On Sundays, one of the caddie school’s former students, Scott Hale – now a caddie at the Old Course – will be leading the soldiers across that ground to introduce them to the place and its history.

However, Mr Snyder is concerned that the criteria behind the UK government’s skilled worker visa programme, and criteria for other routes, may prove an obstacle if any caddies, once qualified, want to come and work in Scotland for a year.

Immigration law impact

In December, Mr Snyder highlighted the impact of the “Brexit-inspired labour law” which prohibits all non-UK citizens from working in the UK.

He said that when the law was passed at Westminster, it was “most likely that no one was thinking about the fate of caddies in St Andrews who have come from all over the world for many years”.

Now, having previously petitioned Johnny Mercer MP, Defence Secretary Ben Wallace and North East Fife MP Wendy Chamberlain, Mr Snyder is hoping Mr Docherty will “be the hero” – although he acknowledges that the odds are likely “long against” him.

Don Snyder with soldiers in 2020

Mr Snyder said: “I am told that if the Under-Secretary of State for Defence, Leo Docherty, asks the department of immigration for an exemption for our soldiers, the exemption would most likely be granted and we would be in business.

“But I am also told that the Right Honourable Minister will never ask immigration for such an exemption, even though he was a soldier (Scots Guard) who served in Afghanistan.

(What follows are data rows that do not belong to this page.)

#![allow(dead_code)]

mod cli;
mod application;
mod domain;
mod data;
mod ml;
mod infra;
mod web;

use anyhow::Result;
use cli::Cli;
use clap::Parser;

fn main() -> Result<()> {
    tracing_subscriber::fmt()
        .with_env_filter(
            tracing_subscriber::EnvFilter::from_default_env()
                .add_directive("token_lens=info".parse()?),
        )
        .init();

    let cli = Cli::parse();
    cli.run()
}
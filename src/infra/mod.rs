// ============================================================
// Layer 6 — Infrastructure Layer
// ============================================================
// Everything that touches the filesystem or the network:
//
//   interaction_log.rs — Append-only CSV audit log of analyses.
//                        Append, read back, reset to header.
//
//   tokenizer_store.rs — Loads the model's WordPiece tokenizer,
//                        generating tokenizer.json from vocab.txt
//                        when the model folder has no JSON.
//
//   checkpoint.rs      — Reads config.json and loads the
//                        pretrained PyTorch weights into burn.
//
//   model_fetcher.rs   — Downloads the weights once if they
//                        are not on disk yet.

/// Interaction log store
pub mod interaction_log;

/// Tokenizer loading / generation
pub mod tokenizer_store;

/// Model config and weight loading
pub mod checkpoint;

/// One-time weight download
pub mod model_fetcher;
// ============================================================
// Layer 3 — Prediction Domain Types
// ============================================================
// Two shapes of the same thing:
//
//   RawPrediction    — what the inference pipeline emits, one per
//                      sub-word unit. Every field is optional because
//                      the normaliser must cope with partial entries.
//
//   PredictionToken  — the cleaned, display/log-ready form produced by
//                      the normaliser (data::normalizer).
//
// Example:
//   RawPrediction   { word: "##pirin", entity: "B-DRUG", score: 0.98761 }
//   PredictionToken { text: "pirin",   label:  "B-DRUG", score: 0.9876  }

use serde::{Deserialize, Serialize};

/// One raw entry from the token-classification pipeline.
#[derive(Debug, Clone, Default, PartialEq, Serialize, Deserialize)]
pub struct RawPrediction {
    /// Sub-word token as produced by the tokenizer (may carry "##")
    pub word: Option<String>,

    /// Predicted category, e.g. "B-Chemical"
    pub entity: Option<String>,

    /// Softmax probability of `entity`
    pub score: Option<f32>,

    /// Position of the token in the encoded sequence (special tokens included)
    pub index: Option<usize>,

    /// Byte offsets of the token inside the submitted text
    pub start: Option<usize>,
    pub end:   Option<usize>,
}

impl RawPrediction {
    pub fn new(word: impl Into<String>, entity: impl Into<String>, score: f32) -> Self {
        Self {
            word:   Some(word.into()),
            entity: Some(entity.into()),
            score:  Some(score),
            ..Self::default()
        }
    }
}

/// One labelled unit of input text, ready for display and logging.
#[derive(Debug, Clone, PartialEq, Serialize, Deserialize)]
pub struct PredictionToken {
    /// Surface form with continuation markers stripped
    pub text: String,

    /// Predicted category, "N/A" when the model supplied none
    pub label: String,

    /// Confidence in [0, 1], already rounded to 4 decimal places
    pub score: f64,
}

impl PredictionToken {
    pub fn new(text: impl Into<String>, label: impl Into<String>, score: f64) -> Self {
        Self {
            text:  text.into(),
            label: label.into(),
            score,
        }
    }

    /// Score formatted for the UI (2 decimal places)
    pub fn display_score(&self) -> String {
        format!("{:.2}", self.score)
    }
}
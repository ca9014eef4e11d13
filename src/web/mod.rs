// ============================================================
// Layer 1 — Web Presentation
// ============================================================
// One HTML page (form, results, download link, clear button)
// plus a small JSON API over the same AnalyzeUseCase.
//
//   page.rs    — HTML rendering, escaping
//   routes.rs  — axum handlers for both surfaces

pub mod page;
pub mod routes;

use anyhow::{Context, Result};
use axum::Router;
use std::net::SocketAddr;
use std::sync::{Arc, Mutex};
use tower_http::trace::TraceLayer;
use tracing::info;

use crate::application::analyze_use_case::AnalyzeUseCase;

/// Default bind address for `serve`
pub const DEFAULT_ADDR: &str = "127.0.0.1:8501";

/// Application state shared across handlers
pub struct AppState {
    /// Single owner of the model and the interaction log. Handlers lock
    /// it for the whole action, so the log has one writer at a time.
    pub use_case: Arc<Mutex<AnalyzeUseCase>>,
}

impl AppState {
    pub fn new(use_case: AnalyzeUseCase) -> Self {
        Self { use_case: Arc::new(Mutex::new(use_case)) }
    }
}

/// Build the full router
pub fn router(state: AppState) -> Router {
    Router::new()
        .merge(routes::page_routes())
        .merge(routes::api_routes())
        .with_state(Arc::new(state))
        .layer(TraceLayer::new_for_http())
}

/// Run the HTTP server until the process is stopped
pub async fn run(state: AppState, addr: SocketAddr) -> Result<()> {
    let app = router(state);

    let listener = tokio::net::TcpListener::bind(addr)
        .await
        .with_context(|| format!("Cannot bind {addr}"))?;
    info!("Listening on http://{}", addr);

    axum::serve(listener, app).await?;
    Ok(())
}
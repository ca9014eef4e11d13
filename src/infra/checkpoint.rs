// ============================================================
// Layer 6 — Checkpoint Manager
// ============================================================
// Restores a pretrained HuggingFace token-classification model
// into the burn module tree defined in ml::model.
//
// Expected model directory:
//   model/
//     config.json         ← architecture + id2label
//     pytorch_model.bin   ← weights (fetched on first start)
//     tokenizer.json | vocab.txt
//
// Weights are read with burn-import's PyTorchFileRecorder. The
// HuggingFace parameter names are rewritten into our field names
// before the record is deserialised:
//
//   bert.embeddings.LayerNorm.*                  → embeddings.layer_norm.*
//   bert.encoder.layer.N.attention.self.query.*  → layers.N.self_attn.query.*
//   bert.encoder.layer.N.attention.output.dense  → layers.N.self_attn.output
//   bert.encoder.layer.N.attention.output.LayerNorm → layers.N.norm1
//   bert.encoder.layer.N.intermediate.dense      → layers.N.ffn_linear1
//   bert.encoder.layer.N.output.dense            → layers.N.ffn_linear2
//   bert.encoder.layer.N.output.LayerNorm        → layers.N.norm2
//   classifier.*                                 → classifier.*
//
// Unused tensors (pooler, position_ids buffer) are ignored.

use anyhow::{Context, Result};
use burn::{
    prelude::*,
    record::{FullPrecisionSettings, Recorder},
};
use burn_import::pytorch::{LoadArgs, PyTorchFileRecorder};
use serde::Deserialize;
use std::{collections::HashMap, fs, path::PathBuf};

use crate::ml::model::{BertTokenClassifier, BertTokenClassifierConfig, BertTokenClassifierRecord};

pub const CONFIG_FILE:  &str = "config.json";
pub const WEIGHTS_FILE: &str = "pytorch_model.bin";

/// Ordered (pattern, replacement) pairs applied to every tensor name.
pub const KEY_REMAP: [(&str, &str); 8] = [
    (r"^bert\.",                                                   ""),
    (r"^embeddings\.LayerNorm",                                    "embeddings.layer_norm"),
    (r"^encoder\.layer\.([0-9]+)\.attention\.self\.(query|key|value)", "layers.$1.self_attn.$2"),
    (r"^encoder\.layer\.([0-9]+)\.attention\.output\.dense",       "layers.$1.self_attn.output"),
    (r"^encoder\.layer\.([0-9]+)\.attention\.output\.LayerNorm",   "layers.$1.norm1"),
    (r"^encoder\.layer\.([0-9]+)\.intermediate\.dense",            "layers.$1.ffn_linear1"),
    (r"^encoder\.layer\.([0-9]+)\.output\.dense",                  "layers.$1.ffn_linear2"),
    (r"^encoder\.layer\.([0-9]+)\.output\.LayerNorm",              "layers.$1.norm2"),
];

/// The subset of a HuggingFace BERT `config.json` we need.
#[derive(Debug, Clone, Deserialize)]
pub struct HfModelConfig {
    pub vocab_size:              usize,
    pub hidden_size:             usize,
    pub num_hidden_layers:       usize,
    pub num_attention_heads:     usize,
    pub intermediate_size:       usize,
    pub max_position_embeddings: usize,
    #[serde(default = "default_type_vocab_size")]
    pub type_vocab_size:         usize,
    #[serde(default = "default_layer_norm_eps")]
    pub layer_norm_eps:          f64,
    /// Label names keyed by the stringified class index ("0", "1", ...)
    #[serde(default)]
    pub id2label:                HashMap<String, String>,
}

fn default_type_vocab_size() -> usize { 2 }
fn default_layer_norm_eps() -> f64 { 1e-12 }

impl HfModelConfig {
    /// Label names ordered by class index.
    ///
    /// Fails if the indices are not exactly 0..n.
    pub fn labels(&self) -> Result<Vec<String>> {
        let mut labels = vec![None; self.id2label.len()];
        for (id, name) in &self.id2label {
            let idx: usize = id
                .parse()
                .with_context(|| format!("id2label key '{id}' is not an integer"))?;
            let slot = labels
                .get_mut(idx)
                .with_context(|| format!("id2label index {idx} out of range"))?;
            *slot = Some(name.clone());
        }
        labels
            .into_iter()
            .enumerate()
            .map(|(i, l)| l.with_context(|| format!("id2label has no entry for {i}")))
            .collect()
    }

    /// Build the burn module config for `num_labels` classes.
    pub fn to_model_config(&self, num_labels: usize) -> BertTokenClassifierConfig {
        BertTokenClassifierConfig::new(
            self.vocab_size,
            self.hidden_size,
            self.num_hidden_layers,
            self.num_attention_heads,
            self.intermediate_size,
            self.max_position_embeddings,
            num_labels,
        )
        .with_type_vocab_size(self.type_vocab_size)
        .with_layer_norm_eps(self.layer_norm_eps)
    }
}

/// Reads model configuration and weights from one directory.
pub struct CheckpointManager {
    dir: PathBuf,
}

impl CheckpointManager {
    pub fn new(dir: impl Into<PathBuf>) -> Self {
        Self { dir: dir.into() }
    }

    pub fn weights_path(&self) -> PathBuf {
        self.dir.join(WEIGHTS_FILE)
    }

    /// Load and parse `config.json`.
    pub fn load_config(&self) -> Result<HfModelConfig> {
        let path = self.dir.join(CONFIG_FILE);

        let json = fs::read_to_string(&path)
            .with_context(|| {
                format!("Cannot read model config from '{}'", path.display())
            })?;

        serde_json::from_str(&json)
            .with_context(|| format!("Invalid model config '{}'", path.display()))
    }

    /// Build the model described by `config.json` and load the
    /// pretrained weights into it. Returns the model and its labels.
    pub fn load_model<B: Backend>(
        &self,
        device: &B::Device,
    ) -> Result<(BertTokenClassifier<B>, Vec<String>)> {
        let cfg    = self.load_config()?;
        let labels = cfg.labels()?;
        let model  = cfg.to_model_config(labels.len()).init::<B>(device);

        let path = self.weights_path();
        tracing::info!(
            "Loading {} layers / {} labels from '{}'",
            cfg.num_hidden_layers,
            labels.len(),
            path.display()
        );

        let args = KEY_REMAP
            .iter()
            .fold(LoadArgs::new(path.clone()), |args, (pattern, replacement)| {
                args.with_key_remap(pattern, replacement)
            });

        let record: BertTokenClassifierRecord<B> =
            PyTorchFileRecorder::<FullPrecisionSettings>::default()
                .load(args, device)
                .with_context(|| {
                    format!("Cannot load weights '{}'. Run `token-lens fetch` first?", path.display())
                })?;

        Ok((model.load_record(record), labels))
    }
}
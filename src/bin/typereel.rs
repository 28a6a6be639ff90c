use std::{
    path::{Path, PathBuf},
    sync::Arc,
    time::Duration,
};

use anyhow::Context as _;
use clap::{Parser, Subcommand, ValueEnum};

#[derive(Parser, Debug)]
#[command(name = "typereel", version)]
struct Cli {
    /// Emit logs as JSON lines.
    #[arg(long, global = true)]
    log_json: bool,

    /// Log filter used when `RUST_LOG` is unset.
    #[arg(long, global = true, default_value = "info")]
    log_level: String,

    #[command(subcommand)]
    cmd: Command,
}

#[derive(Subcommand, Debug)]
enum Command {
    /// Composite the overlays at one point in time and write a PNG.
    Frame(FrameArgs),
    /// Play a source in real time, capture the composited frames and save the encoding
    /// (requires `ffmpeg` on PATH).
    Capture(CaptureArgs),
    /// Load an overlay document and report overlays that will never show.
    Check(CheckArgs),
}

#[derive(Parser, Debug)]
struct BaseArgs {
    /// Video file providing the base frames (requires the `media-ffmpeg` feature).
    #[arg(long)]
    video: Option<PathBuf>,

    /// Width of the generated base when no video is given.
    #[arg(long, default_value_t = 1280)]
    width: u32,

    /// Height of the generated base when no video is given.
    #[arg(long, default_value_t = 720)]
    height: u32,
}

#[derive(Parser, Debug)]
struct FrameArgs {
    /// Overlay document JSON.
    #[arg(long = "in")]
    in_path: PathBuf,

    /// Playback time in seconds.
    #[arg(long, default_value_t = 0.0)]
    time: f64,

    /// Output PNG path.
    #[arg(long)]
    out: PathBuf,

    /// Draw the positioning guides.
    #[arg(long)]
    diagnostics: bool,

    #[command(flatten)]
    base: BaseArgs,
}

#[derive(Parser, Debug)]
struct CaptureArgs {
    /// Overlay document JSON.
    #[arg(long = "in")]
    in_path: PathBuf,

    /// Output file. Defaults to `processed_video.<ext>` in the current directory.
    #[arg(long)]
    out: Option<PathBuf>,

    /// Output container.
    #[arg(long, value_enum, default_value_t = ContainerChoice::Webm)]
    container: ContainerChoice,

    /// Capture rate in frames per second.
    #[arg(long, default_value_t = 30)]
    fps: u32,

    /// Length of the generated base when no video is given.
    #[arg(long, default_value_t = 3.0)]
    duration: f64,

    /// Give up when the source is not ready after this many seconds.
    #[arg(long, default_value_t = 5.0)]
    priming_timeout: f64,

    /// Refuse to replace an existing output file.
    #[arg(long)]
    no_overwrite: bool,

    /// Draw the positioning guides into the capture.
    #[arg(long)]
    diagnostics: bool,

    #[command(flatten)]
    base: BaseArgs,
}

#[derive(Parser, Debug)]
struct CheckArgs {
    /// Overlay document JSON.
    #[arg(long = "in")]
    in_path: PathBuf,
}

#[derive(Clone, Copy, Debug, ValueEnum)]
enum ContainerChoice {
    Webm,
    Mp4,
}

impl From<ContainerChoice> for typereel::Container {
    fn from(c: ContainerChoice) -> Self {
        match c {
            ContainerChoice::Webm => typereel::Container::WebM,
            ContainerChoice::Mp4 => typereel::Container::Mp4,
        }
    }
}

fn main() -> anyhow::Result<()> {
    let cli = Cli::parse();
    typereel::logging::init_logging(&typereel::logging::LoggingConfig {
        level: cli.log_level.clone(),
        json: cli.log_json,
    });
    match cli.cmd {
        Command::Frame(args) => cmd_frame(args),
        Command::Capture(args) => cmd_capture(args),
        Command::Check(args) => cmd_check(args),
    }
}

fn read_document(path: &Path) -> anyhow::Result<typereel::OverlayDocument> {
    typereel::OverlayDocument::from_path(path)
        .with_context(|| format!("load overlay document '{}'", path.display()))
}

fn open_source(
    base: &BaseArgs,
    duration_secs: f64,
    clock: Arc<dyn typereel::Clock>,
) -> anyhow::Result<Box<dyn typereel::FrameSource>> {
    match &base.video {
        Some(path) => open_video(path, clock),
        None => {
            let canvas = typereel::Canvas {
                width: base.width,
                height: base.height,
            };
            Ok(Box::new(typereel::SyntheticSource::new(
                canvas,
                duration_secs,
                clock,
            )))
        }
    }
}

#[cfg(feature = "media-ffmpeg")]
fn open_video(
    path: &Path,
    clock: Arc<dyn typereel::Clock>,
) -> anyhow::Result<Box<dyn typereel::FrameSource>> {
    let source = typereel::capture::ffmpeg_source::FfmpegSource::open(path, clock)
        .with_context(|| format!("open video '{}'", path.display()))?;
    Ok(Box::new(source))
}

#[cfg(not(feature = "media-ffmpeg"))]
fn open_video(
    path: &Path,
    _clock: Arc<dyn typereel::Clock>,
) -> anyhow::Result<Box<dyn typereel::FrameSource>> {
    anyhow::bail!(
        "cannot open '{}': video sources need the `media-ffmpeg` feature",
        path.display()
    )
}

fn cmd_frame(args: FrameArgs) -> anyhow::Result<()> {
    anyhow::ensure!(
        args.time.is_finite() && args.time >= 0.0,
        "--time must be a non-negative number of seconds"
    );
    let doc = read_document(&args.in_path)?;
    let assets = Arc::new(typereel::OverlayAssets::load(&doc));

    // Position the source with a manual clock instead of playing it in real time.
    let clock = Arc::new(typereel::ManualClock::new());
    let mut source = open_source(&args.base, args.time + 1.0, clock.clone())?;
    source.rewind()?;
    anyhow::ensure!(source.is_ready(), "source did not become ready");
    source.play();
    clock.advance(Duration::from_secs_f64(args.time));

    let mut compositor = typereel::CpuCompositor::new(source.canvas(), assets)?;
    let base = source.current_frame()?;
    let frame = compositor.composite_frame(base, &doc.overlays, args.time, args.diagnostics)?;
    let rgba = straight_alpha(frame);

    if let Some(parent) = args.out.parent() {
        std::fs::create_dir_all(parent)
            .with_context(|| format!("create output dir '{}'", parent.display()))?;
    }

    image::save_buffer_with_format(
        &args.out,
        &rgba,
        frame.width,
        frame.height,
        image::ColorType::Rgba8,
        image::ImageFormat::Png,
    )
    .with_context(|| format!("write png '{}'", args.out.display()))?;

    eprintln!("wrote {}", args.out.display());
    Ok(())
}

fn cmd_capture(args: CaptureArgs) -> anyhow::Result<()> {
    anyhow::ensure!(
        args.priming_timeout.is_finite() && args.priming_timeout >= 0.0,
        "--priming-timeout must be a non-negative number of seconds"
    );
    let doc = read_document(&args.in_path)?;
    for (_, problem) in doc.overlays.diagnose() {
        tracing::warn!(error = %problem, "overlay will be sanitized");
    }
    let assets = Arc::new(typereel::OverlayAssets::load(&doc));

    let container: typereel::Container = args.container.into();
    let opts = typereel::CaptureOpts {
        fps: typereel::Fps::new(args.fps, 1)?,
        priming_timeout: Duration::from_secs_f64(args.priming_timeout),
        container,
        overwrite: !args.no_overwrite,
        ..typereel::CaptureOpts::default()
    };
    let out = args.out.unwrap_or_else(|| {
        PathBuf::from(format!(
            "{}.{}",
            opts.artifact_stem,
            container.extension()
        ))
    });

    let clock: Arc<dyn typereel::Clock> = Arc::new(typereel::SystemClock::new());
    let source = open_source(&args.base, args.duration, clock.clone())?;
    let overlays = typereel::LiveOverlays::new(doc.overlays.clone());
    overlays.set_diagnostics(args.diagnostics);

    let output = Box::new(opts.file_output(&out));
    let controller = typereel::CaptureController::new(assets, clock, opts);
    let job = typereel::CaptureJob::new(source, Arc::new(overlays), output);
    let handle = controller.start_capture(job)?;
    let artifact = handle
        .wait()
        .with_context(|| format!("capture into '{}'", out.display()))?;

    eprintln!(
        "wrote {} ({} bytes, {})",
        out.display(),
        artifact.bytes.len(),
        artifact.mime
    );
    Ok(())
}

fn cmd_check(args: CheckArgs) -> anyhow::Result<()> {
    let doc = read_document(&args.in_path)?;
    let assets = typereel::OverlayAssets::load(&doc);

    println!("titles: {}", doc.overlays.titles.len());
    for (i, t) in doc.overlays.titles.iter().enumerate() {
        let text: String = t.segments.iter().map(|s| s.text.as_str()).collect();
        println!(
            "  [{i}] {:.2}s..{:.2}s {:?} \"{}\"",
            t.start_time, t.end_time, t.style.family, text
        );
    }
    match &doc.overlays.image {
        Some(img) => {
            let loaded = if assets.image(&img.url).is_some() {
                "loaded"
            } else {
                "missing"
            };
            println!(
                "image: {} ({loaded}) {:.2}s..{:.2}s",
                img.url, img.start_time, img.end_time
            );
        }
        None => println!("image: none"),
    }
    let families: Vec<&str> = assets.fonts().iter().map(|f| f.family.as_str()).collect();
    println!("fonts: {}", families.join(", "));

    let problems = doc.overlays.diagnose();
    if problems.is_empty() {
        println!("ok");
        return Ok(());
    }
    for (who, problem) in &problems {
        println!("warning: {who:?}: {problem}");
    }
    println!("{} overlay problem(s)", problems.len());
    Ok(())
}

/// Un-premultiply a composited frame for PNG output.
fn straight_alpha(frame: &typereel::FrameRGBA) -> Vec<u8> {
    let mut out = frame.data.clone();
    if !frame.premultiplied {
        return out;
    }
    for px in out.chunks_exact_mut(4) {
        let a = u16::from(px[3]);
        if a == 0 || a == 255 {
            continue;
        }
        for c in &mut px[..3] {
            *c = ((u16::from(*c) * 255 + a / 2) / a).min(255) as u8;
        }
    }
    out
}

“Why? Because he simply won’t want to be seen as meddling in the affairs of another department.”

Mr Snyder said he hoped the system might be reviewed but even if this happened it would likely be too late to help the two Canadian soldiers who want to work at Dumbarnie this season.

Support of local MP

North East Fife MP, Wendy Chamberlain, who wrote to the UK government on Mr Snyder’s behalf before Christmas, warned then that the problem of a strict immigration system is such that it could “rob us of thousands of talented people that don’t necessarily fit into a neat box”.

Wendy Chamberlain MP.

She said on Tuesday: “I am supportive of the aims of the Caddie School for Soldiers work and know from my own background how important it is to support soldiers once they have left military service.

“I have engaged with the UK immigration minister on Mr Synder’s behalf to try to resolve the situation.

“Since the government ended free movement, we have seen problems in North east Fife and across the country with seasonal and low-skilled workers being unable to come to the UK.

“This needs to change and I will continue to press the government to create an immigration system which recognises how much these workers have to offer.”

CSS participants at St Andrews in 2019

How does points-based system work?

The Home Office says that under the points-based immigration system, with the exception of Irish citizens, anyone coming to the UK for work must meet a specific set of requirements for which they will score points. Visas are then awarded to those who gain enough points.

It says this system provides “flexible arrangements” for UK employers to recruit skilled workers from around the world through a number of different immigration routes.

Under the Skilled Worker route, anyone employers want to hire from outside the UK will need to demonstrate that they have a job offer from a Home Office licensed sponsor (the employer); that the job offer is at the required skill level – RQF 3 or above (A Level and equivalent) and that they speak English to the required standard.

Applicants can also work in the UK on a Global Talent visa if they’ve won an eligible award.

Other routes of access include the graduate route, intra-company transfer, start-up, creative and sporting routes.